First hollow stem occurs just prior to jointing and is the optimal time to remove cattle from wheat pasture. Grazing past first hollow stem can reduce wheat grain yield by as much as 5% per day and the added cattle gains are not enough to offset the value of the reduced wheat yield. Checking for first hollow stem is fairly easy.
- You must check first hollow stem in a nongrazed area of the same variety and planting date. Variety can affect date of first hollow stem by as much as three weeks and planting date can affect it even more.
- Dig or pull up a few plants and split the largest tiller longitudinally (lengthways) and measure the amount of hollow stem present below the developing grain head. You must dig plants because at this stage the developing grain head may still be below the soil surface.
- If there is 1.5 cm of hollow stem present (see picture below), it is time to remove cattle. 1.5 cm is about the same as the diameter of a dime.
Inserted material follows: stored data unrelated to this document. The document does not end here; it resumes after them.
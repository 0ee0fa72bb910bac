//! Overlap validation for blocks entered through the form.

use super::interval::Interval;
use super::slot::{Day, TimeOfDay};
use crate::error::OverlapError;

/// Check a candidate block against the existing list.
///
/// Rules, in order: the range must be non-empty, and it must not intersect
/// any block on the same day (touching is allowed). Accepted candidates are
/// not merged with their neighbours.
pub fn validate_candidate(
    day: Day,
    start: TimeOfDay,
    end: TimeOfDay,
    existing: &[Interval],
) -> Result<(), OverlapError> {
    if start >= end {
        return Err(OverlapError::InvalidRange { start, end });
    }

    if let Some(conflicting) = existing.iter().find(|b| b.intersects(day, start, end)) {
        return Err(OverlapError::Overlap {
            day,
            start,
            end,
            conflicting: conflicting.clone(),
        });
    }

    Ok(())
}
- Detailed information on first hollow stem can be found at www.wheat.okstate.edu under ‘wheat management’ then ‘grazing’
We check for first hollow stem in our forage trials each year. These can be used as rules of thumb, but you will still need to check your own fields. Our Chickasha plots were sown September 20, 2012 and have had fair growing conditions. First hollow stem was measured on February 18, 2013 and the results are presented in the table below. Gallagher and Everest are just past first hollow stem and Razor is not far behind. I predict that most varieties will be past first hollow stem by March 1.
|Variety||Hollow stem* 02/18/13|
|*Average of ten hollow stem measurements in wheat sown 09/20/12 at Chickasha, OK|
Spring-planted oat has been a “go to” forage crop for southern Great Plains beef producers for years. It is a good option when winter wheat was not planted in the fall due to wet conditions, or, as is the case this year, when wheat failed to emerge due to drought. Forage production potential for spring-planted oat is around 1,500 to 2,00 lb/ac, but you will need about 60 – 75 lb/ac of nitrogen to make this type of yield. Dr. Daren Redfearn has written a fact sheet detailing spring oat production for hay and it can be found at www.wheat.okstate.edu under “wheat management” then “seeding”. I will provide the Cliff’s Notes version below.
Seed — Plant 80 – 100 lb/ac of good quality seed that has a germination of no less than 85%. There aren’t many options regarding varieties, so you will likely be limited to whatever seed is available in your area. The key is not to cut back on seeding rate, regardless of variety.
Seedbed — Sow oat seed at approximately 1/2 to 3/4 inches deep. Most producers will fare better with a conventionally-tilled seedbed. You are planting seed at a time of year when the ground is already marginal regarding temperature. Conventionally-tilled seedbeds warm more quickly, which should speed germination. There is one exception to the conventional till recommendation. If you are sowing into a stale seedbed or a failed wheat crop that is very thin, no-till should be okay. Just avoid situations where excessive residue will keep the soil cold.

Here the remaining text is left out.